AIM OF THE EXERCISE: In the listing below, find each line with the string "total" and report it.

MATERIAL PROVIDED:
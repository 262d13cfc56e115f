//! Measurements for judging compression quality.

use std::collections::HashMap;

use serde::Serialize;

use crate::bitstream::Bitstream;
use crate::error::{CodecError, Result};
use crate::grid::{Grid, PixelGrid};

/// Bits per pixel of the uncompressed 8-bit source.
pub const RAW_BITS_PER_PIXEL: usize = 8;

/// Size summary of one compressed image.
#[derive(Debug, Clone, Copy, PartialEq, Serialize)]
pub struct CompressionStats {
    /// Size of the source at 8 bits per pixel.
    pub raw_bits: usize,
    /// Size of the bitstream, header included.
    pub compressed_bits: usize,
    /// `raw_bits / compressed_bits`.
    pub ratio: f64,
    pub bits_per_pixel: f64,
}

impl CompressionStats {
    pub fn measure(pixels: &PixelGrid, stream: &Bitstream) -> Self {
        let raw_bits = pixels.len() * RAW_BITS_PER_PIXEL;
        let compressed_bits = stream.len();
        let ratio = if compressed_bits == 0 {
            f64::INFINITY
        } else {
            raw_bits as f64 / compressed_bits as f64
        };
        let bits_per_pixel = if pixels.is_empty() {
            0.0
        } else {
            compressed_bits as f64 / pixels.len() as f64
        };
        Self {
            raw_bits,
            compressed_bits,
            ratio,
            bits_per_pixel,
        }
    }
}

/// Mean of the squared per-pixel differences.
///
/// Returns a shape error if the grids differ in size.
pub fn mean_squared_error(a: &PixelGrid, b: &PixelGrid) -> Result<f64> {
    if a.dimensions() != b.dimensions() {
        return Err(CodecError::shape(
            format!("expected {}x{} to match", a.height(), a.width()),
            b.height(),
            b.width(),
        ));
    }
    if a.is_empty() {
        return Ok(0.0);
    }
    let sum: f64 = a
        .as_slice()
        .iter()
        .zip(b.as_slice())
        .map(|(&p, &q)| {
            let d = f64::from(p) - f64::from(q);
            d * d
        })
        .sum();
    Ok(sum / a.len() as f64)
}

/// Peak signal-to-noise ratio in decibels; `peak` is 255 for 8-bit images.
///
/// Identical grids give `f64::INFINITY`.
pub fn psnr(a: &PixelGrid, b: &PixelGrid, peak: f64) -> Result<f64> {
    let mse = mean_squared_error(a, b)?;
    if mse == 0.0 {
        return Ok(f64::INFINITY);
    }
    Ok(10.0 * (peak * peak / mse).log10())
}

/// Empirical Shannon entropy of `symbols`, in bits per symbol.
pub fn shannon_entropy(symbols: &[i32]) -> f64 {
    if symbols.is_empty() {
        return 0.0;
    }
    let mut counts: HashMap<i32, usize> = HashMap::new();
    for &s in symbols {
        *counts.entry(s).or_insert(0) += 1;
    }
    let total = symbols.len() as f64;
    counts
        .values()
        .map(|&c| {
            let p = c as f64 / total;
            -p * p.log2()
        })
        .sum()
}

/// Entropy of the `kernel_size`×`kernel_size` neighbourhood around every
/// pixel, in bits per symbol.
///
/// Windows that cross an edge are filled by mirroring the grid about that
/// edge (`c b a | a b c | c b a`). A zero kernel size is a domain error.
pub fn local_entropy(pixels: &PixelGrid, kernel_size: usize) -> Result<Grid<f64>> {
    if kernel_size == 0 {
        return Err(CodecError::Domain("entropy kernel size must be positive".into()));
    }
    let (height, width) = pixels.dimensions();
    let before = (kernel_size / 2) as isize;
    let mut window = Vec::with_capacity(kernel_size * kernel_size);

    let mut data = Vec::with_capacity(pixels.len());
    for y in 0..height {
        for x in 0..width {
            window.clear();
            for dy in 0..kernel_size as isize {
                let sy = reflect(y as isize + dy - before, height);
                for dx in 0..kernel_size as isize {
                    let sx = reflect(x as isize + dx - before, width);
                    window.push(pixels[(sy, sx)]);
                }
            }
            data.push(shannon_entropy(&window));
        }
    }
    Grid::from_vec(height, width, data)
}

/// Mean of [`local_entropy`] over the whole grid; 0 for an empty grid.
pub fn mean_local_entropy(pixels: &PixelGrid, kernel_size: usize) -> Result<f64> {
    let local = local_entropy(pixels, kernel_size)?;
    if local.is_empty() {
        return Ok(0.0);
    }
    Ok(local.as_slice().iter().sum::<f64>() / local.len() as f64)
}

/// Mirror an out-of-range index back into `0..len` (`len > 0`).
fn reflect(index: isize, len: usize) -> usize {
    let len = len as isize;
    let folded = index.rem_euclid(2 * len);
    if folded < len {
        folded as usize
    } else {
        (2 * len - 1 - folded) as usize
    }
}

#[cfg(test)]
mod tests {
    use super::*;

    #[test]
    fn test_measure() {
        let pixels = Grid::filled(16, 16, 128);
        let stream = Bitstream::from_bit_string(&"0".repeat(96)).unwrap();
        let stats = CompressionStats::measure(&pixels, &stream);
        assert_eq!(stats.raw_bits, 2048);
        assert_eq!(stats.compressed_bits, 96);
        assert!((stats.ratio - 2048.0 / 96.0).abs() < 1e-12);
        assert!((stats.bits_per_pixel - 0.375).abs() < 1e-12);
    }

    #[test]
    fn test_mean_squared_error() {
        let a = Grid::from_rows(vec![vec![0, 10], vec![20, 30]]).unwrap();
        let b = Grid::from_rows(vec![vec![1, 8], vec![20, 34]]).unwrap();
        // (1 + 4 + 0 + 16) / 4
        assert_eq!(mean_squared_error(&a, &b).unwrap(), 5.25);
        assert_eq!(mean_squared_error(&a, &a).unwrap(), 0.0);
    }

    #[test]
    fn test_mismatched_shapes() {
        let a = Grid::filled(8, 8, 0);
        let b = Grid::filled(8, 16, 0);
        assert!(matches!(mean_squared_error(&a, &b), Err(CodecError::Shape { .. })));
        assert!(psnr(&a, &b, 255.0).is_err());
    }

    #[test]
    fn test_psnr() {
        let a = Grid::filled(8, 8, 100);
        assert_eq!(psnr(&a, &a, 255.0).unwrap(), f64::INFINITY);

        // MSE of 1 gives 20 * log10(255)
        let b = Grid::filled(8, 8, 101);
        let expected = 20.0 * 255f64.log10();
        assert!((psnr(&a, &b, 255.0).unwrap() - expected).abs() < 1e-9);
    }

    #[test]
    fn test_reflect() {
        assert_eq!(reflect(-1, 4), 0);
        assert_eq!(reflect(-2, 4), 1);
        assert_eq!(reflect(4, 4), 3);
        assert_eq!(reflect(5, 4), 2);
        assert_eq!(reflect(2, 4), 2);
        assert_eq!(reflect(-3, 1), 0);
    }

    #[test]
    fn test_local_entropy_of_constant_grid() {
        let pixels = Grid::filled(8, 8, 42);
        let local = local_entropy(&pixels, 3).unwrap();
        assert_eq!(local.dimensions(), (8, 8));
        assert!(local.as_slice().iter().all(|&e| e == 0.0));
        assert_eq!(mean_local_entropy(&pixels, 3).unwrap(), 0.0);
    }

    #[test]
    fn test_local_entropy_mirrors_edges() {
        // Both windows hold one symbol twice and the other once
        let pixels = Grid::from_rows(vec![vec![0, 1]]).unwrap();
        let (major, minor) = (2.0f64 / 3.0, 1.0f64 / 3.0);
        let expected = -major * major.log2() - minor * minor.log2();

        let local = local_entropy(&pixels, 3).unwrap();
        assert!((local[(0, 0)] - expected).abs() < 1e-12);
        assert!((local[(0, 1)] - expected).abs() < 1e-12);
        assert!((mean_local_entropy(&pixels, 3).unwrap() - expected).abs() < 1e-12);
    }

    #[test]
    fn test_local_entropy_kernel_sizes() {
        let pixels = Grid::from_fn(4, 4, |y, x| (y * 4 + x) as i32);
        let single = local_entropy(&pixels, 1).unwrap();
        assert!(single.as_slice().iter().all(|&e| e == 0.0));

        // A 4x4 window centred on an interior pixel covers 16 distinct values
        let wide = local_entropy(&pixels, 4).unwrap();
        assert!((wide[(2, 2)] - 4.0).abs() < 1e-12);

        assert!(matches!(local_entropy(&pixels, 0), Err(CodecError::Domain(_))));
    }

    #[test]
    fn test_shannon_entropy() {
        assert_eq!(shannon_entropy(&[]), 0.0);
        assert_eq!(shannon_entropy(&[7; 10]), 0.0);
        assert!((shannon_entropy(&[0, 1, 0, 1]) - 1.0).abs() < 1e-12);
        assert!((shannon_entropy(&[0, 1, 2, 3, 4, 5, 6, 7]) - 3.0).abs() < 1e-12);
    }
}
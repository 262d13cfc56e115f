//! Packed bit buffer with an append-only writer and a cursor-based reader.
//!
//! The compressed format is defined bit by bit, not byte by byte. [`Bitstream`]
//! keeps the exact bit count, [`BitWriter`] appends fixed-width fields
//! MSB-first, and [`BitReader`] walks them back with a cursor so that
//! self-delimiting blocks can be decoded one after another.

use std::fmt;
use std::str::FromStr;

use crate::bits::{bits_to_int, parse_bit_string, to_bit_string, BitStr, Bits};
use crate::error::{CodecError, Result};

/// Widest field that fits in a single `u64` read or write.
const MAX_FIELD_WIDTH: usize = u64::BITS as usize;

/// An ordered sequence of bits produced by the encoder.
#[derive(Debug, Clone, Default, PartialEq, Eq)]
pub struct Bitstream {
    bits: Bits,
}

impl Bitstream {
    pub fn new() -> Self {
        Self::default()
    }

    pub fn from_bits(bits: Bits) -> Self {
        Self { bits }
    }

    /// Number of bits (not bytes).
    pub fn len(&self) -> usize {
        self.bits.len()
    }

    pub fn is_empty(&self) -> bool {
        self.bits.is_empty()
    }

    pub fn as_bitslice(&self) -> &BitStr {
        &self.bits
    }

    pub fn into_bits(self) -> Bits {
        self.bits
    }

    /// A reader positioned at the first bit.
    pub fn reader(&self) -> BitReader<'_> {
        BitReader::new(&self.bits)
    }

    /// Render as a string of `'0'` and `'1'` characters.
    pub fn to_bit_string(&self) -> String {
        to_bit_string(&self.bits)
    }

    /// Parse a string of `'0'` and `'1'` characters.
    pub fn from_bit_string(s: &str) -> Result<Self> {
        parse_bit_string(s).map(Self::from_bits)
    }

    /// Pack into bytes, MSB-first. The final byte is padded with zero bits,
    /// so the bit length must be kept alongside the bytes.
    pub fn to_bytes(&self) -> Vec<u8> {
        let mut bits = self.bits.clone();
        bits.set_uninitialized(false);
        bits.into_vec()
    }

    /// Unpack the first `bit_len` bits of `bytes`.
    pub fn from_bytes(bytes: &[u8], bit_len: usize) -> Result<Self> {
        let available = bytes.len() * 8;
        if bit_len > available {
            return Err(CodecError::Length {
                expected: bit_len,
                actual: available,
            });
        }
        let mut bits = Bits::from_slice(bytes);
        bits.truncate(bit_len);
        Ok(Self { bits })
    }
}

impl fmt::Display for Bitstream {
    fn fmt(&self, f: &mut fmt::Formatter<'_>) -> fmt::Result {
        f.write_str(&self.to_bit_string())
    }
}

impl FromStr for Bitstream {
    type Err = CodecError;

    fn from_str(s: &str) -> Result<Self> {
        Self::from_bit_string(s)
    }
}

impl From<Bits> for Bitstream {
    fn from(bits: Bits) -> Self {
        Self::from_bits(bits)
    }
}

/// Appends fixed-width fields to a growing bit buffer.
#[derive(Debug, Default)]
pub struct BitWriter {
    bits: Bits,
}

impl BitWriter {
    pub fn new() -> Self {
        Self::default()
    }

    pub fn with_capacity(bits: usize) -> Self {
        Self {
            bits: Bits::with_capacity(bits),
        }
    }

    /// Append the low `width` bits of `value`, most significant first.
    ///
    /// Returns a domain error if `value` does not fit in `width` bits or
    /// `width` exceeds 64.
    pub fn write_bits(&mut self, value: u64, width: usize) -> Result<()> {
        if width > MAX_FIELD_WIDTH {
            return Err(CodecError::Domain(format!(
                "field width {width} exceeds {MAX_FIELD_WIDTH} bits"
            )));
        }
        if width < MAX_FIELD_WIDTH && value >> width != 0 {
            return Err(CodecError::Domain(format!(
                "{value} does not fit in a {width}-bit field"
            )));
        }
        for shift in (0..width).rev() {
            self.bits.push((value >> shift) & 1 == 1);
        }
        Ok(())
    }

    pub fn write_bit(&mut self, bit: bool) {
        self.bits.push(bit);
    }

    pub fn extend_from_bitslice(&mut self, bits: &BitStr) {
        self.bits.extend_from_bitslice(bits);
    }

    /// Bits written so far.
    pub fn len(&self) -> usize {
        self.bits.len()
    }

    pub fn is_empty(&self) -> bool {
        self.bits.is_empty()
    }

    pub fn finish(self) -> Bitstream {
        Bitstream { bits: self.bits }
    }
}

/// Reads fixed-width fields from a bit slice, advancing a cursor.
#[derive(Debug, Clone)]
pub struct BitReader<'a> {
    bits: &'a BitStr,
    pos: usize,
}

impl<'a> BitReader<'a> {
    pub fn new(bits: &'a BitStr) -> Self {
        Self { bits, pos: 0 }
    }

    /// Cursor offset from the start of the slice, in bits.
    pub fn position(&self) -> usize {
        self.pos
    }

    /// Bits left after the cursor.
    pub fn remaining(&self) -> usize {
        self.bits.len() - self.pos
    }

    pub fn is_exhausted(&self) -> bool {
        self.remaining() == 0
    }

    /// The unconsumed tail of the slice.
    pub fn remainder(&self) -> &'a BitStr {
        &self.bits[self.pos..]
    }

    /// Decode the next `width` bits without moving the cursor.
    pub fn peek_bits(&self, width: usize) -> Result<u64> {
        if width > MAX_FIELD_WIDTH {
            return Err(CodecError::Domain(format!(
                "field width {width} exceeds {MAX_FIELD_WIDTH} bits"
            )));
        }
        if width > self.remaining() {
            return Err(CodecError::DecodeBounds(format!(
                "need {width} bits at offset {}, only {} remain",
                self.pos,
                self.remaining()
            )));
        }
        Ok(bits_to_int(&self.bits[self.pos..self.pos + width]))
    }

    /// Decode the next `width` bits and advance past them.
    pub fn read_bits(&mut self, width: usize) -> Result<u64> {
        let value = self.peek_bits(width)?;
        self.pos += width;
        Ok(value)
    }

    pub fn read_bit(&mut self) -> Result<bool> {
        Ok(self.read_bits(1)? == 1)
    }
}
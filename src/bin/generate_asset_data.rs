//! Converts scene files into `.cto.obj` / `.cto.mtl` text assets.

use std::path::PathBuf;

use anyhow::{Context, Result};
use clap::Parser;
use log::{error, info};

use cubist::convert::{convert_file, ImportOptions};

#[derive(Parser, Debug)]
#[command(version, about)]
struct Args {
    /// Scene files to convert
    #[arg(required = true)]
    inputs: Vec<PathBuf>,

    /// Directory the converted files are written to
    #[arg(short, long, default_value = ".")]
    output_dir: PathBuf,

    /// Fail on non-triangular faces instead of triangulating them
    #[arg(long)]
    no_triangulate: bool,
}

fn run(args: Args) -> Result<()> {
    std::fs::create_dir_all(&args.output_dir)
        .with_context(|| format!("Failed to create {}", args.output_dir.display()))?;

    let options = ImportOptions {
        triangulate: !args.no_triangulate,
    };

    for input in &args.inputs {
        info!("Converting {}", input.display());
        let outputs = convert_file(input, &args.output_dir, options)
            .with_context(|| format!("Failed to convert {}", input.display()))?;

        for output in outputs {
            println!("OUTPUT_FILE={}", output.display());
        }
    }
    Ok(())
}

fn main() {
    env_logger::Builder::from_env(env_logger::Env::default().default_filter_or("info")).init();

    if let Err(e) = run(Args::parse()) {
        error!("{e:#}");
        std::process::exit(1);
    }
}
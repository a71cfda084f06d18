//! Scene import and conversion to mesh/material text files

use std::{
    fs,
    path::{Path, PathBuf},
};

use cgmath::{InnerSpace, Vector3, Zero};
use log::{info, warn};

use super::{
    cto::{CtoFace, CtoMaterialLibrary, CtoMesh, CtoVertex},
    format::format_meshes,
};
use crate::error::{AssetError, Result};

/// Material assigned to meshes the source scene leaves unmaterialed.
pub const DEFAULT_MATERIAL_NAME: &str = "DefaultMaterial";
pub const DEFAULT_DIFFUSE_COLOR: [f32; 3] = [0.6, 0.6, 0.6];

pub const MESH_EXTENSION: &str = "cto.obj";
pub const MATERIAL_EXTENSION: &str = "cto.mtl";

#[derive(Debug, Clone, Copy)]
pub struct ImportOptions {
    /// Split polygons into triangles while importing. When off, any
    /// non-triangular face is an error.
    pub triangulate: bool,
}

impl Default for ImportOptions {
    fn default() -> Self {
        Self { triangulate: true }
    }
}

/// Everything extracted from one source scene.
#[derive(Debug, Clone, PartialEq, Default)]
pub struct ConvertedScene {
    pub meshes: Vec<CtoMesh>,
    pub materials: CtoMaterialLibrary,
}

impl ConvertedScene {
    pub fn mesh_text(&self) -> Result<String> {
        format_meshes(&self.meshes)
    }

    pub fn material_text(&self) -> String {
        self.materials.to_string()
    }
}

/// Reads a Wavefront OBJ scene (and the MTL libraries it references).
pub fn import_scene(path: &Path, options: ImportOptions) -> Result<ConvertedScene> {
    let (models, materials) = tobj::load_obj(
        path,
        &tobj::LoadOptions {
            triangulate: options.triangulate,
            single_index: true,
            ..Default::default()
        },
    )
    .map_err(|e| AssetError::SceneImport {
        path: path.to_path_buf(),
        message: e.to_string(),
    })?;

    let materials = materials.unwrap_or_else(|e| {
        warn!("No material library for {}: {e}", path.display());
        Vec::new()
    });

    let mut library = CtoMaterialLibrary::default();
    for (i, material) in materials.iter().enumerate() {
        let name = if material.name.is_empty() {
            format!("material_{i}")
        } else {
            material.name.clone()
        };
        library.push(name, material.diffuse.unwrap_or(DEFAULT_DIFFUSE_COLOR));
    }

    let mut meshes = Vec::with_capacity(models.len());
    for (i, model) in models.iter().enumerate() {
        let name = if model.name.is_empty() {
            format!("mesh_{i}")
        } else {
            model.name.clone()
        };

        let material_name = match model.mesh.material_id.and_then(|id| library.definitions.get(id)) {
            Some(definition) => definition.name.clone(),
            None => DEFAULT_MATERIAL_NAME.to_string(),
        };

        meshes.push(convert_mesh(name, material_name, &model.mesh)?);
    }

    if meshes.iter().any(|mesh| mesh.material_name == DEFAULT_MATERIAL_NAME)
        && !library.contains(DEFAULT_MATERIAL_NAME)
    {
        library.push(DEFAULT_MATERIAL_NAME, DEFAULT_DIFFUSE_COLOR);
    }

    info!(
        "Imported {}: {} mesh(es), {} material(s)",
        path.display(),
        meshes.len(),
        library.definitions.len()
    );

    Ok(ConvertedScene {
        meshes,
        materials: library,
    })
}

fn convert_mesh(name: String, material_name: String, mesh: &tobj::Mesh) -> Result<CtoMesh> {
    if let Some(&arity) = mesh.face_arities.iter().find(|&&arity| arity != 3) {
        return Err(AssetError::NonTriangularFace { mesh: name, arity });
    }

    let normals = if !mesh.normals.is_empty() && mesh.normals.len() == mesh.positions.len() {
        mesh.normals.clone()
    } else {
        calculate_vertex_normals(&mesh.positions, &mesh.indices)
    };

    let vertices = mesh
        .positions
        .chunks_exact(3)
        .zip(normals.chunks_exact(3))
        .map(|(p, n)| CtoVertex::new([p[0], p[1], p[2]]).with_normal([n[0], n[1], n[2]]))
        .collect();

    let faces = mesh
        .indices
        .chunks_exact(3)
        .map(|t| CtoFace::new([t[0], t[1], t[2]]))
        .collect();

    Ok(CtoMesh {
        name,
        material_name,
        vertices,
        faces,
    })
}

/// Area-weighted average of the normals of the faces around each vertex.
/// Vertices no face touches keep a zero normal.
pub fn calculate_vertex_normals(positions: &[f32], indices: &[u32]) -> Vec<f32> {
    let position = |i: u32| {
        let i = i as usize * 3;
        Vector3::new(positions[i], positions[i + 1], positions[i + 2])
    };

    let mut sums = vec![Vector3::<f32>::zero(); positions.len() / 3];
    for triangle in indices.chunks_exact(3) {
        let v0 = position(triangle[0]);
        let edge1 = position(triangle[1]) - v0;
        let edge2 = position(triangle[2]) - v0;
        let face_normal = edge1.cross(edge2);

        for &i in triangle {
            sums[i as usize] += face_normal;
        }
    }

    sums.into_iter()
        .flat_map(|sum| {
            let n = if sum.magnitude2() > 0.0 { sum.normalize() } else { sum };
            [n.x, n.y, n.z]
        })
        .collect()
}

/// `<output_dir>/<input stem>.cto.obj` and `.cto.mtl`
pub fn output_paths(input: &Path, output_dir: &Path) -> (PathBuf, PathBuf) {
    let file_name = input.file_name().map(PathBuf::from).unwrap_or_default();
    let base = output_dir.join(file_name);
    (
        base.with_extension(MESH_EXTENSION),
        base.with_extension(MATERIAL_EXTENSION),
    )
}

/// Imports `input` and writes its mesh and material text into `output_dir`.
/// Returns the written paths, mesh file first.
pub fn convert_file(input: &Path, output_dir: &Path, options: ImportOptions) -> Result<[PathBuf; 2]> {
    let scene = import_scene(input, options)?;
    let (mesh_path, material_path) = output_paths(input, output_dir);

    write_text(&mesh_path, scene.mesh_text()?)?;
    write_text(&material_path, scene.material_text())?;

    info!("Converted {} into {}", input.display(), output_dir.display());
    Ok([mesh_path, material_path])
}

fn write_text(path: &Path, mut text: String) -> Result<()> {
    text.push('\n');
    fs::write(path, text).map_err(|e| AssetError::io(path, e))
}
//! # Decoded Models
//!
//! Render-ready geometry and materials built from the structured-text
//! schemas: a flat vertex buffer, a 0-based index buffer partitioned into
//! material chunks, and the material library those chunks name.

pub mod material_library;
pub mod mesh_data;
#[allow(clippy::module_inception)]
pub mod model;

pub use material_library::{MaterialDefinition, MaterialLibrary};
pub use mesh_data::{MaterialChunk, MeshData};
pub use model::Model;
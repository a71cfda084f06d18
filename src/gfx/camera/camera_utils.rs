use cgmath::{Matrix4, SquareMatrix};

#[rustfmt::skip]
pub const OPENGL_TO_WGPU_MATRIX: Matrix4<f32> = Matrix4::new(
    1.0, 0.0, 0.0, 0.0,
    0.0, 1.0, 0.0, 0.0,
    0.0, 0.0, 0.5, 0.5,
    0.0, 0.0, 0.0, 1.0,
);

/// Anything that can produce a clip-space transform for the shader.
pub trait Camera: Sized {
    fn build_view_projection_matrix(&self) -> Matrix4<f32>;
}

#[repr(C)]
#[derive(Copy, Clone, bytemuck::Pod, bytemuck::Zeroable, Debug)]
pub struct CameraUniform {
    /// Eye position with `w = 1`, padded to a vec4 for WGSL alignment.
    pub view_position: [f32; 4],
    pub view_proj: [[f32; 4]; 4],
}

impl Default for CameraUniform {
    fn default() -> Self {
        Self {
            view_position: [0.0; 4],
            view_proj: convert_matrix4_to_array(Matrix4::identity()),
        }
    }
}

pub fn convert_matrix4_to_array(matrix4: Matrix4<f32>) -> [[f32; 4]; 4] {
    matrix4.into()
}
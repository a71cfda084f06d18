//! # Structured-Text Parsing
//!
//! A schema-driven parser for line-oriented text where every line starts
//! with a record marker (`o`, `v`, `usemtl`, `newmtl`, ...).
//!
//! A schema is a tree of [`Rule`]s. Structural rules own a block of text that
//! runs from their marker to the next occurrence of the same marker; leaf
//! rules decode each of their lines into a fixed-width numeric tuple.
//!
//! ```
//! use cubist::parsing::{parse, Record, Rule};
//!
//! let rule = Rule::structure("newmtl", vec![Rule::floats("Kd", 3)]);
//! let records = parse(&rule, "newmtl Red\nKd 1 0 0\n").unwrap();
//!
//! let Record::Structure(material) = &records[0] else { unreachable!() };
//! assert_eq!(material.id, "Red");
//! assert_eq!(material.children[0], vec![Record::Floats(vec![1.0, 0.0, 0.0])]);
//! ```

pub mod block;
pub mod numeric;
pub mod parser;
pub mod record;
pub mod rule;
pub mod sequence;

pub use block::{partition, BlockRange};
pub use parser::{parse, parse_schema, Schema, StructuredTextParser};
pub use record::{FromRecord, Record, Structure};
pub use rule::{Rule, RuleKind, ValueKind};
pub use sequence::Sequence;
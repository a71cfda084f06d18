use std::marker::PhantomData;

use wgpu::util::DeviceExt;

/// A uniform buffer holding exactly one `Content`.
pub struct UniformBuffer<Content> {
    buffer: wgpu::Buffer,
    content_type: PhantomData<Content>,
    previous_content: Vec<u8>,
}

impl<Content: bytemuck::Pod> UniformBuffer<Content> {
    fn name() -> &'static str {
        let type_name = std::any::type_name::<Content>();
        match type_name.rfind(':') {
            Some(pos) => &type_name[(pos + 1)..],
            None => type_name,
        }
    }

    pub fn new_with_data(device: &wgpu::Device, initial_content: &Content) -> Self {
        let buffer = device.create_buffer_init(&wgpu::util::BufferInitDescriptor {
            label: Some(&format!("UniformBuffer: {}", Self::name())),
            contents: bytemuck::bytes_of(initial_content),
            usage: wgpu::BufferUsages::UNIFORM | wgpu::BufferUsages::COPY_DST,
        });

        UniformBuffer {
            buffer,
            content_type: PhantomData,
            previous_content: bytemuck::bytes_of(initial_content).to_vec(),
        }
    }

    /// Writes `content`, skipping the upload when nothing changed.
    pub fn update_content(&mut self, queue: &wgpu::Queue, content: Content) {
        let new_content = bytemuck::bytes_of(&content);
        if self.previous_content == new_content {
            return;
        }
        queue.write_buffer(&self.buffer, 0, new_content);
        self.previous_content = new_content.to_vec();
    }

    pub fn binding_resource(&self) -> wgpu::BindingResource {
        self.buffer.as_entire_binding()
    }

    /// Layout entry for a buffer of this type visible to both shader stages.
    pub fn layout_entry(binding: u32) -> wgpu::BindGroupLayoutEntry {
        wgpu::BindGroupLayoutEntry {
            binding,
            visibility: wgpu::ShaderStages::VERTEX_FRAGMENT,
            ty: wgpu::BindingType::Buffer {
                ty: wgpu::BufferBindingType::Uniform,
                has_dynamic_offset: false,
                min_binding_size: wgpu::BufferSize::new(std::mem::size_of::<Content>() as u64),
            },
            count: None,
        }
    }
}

YOUR SOLUTION:
    let total = symbols.len() as f64;
            let p = c as f64 / total;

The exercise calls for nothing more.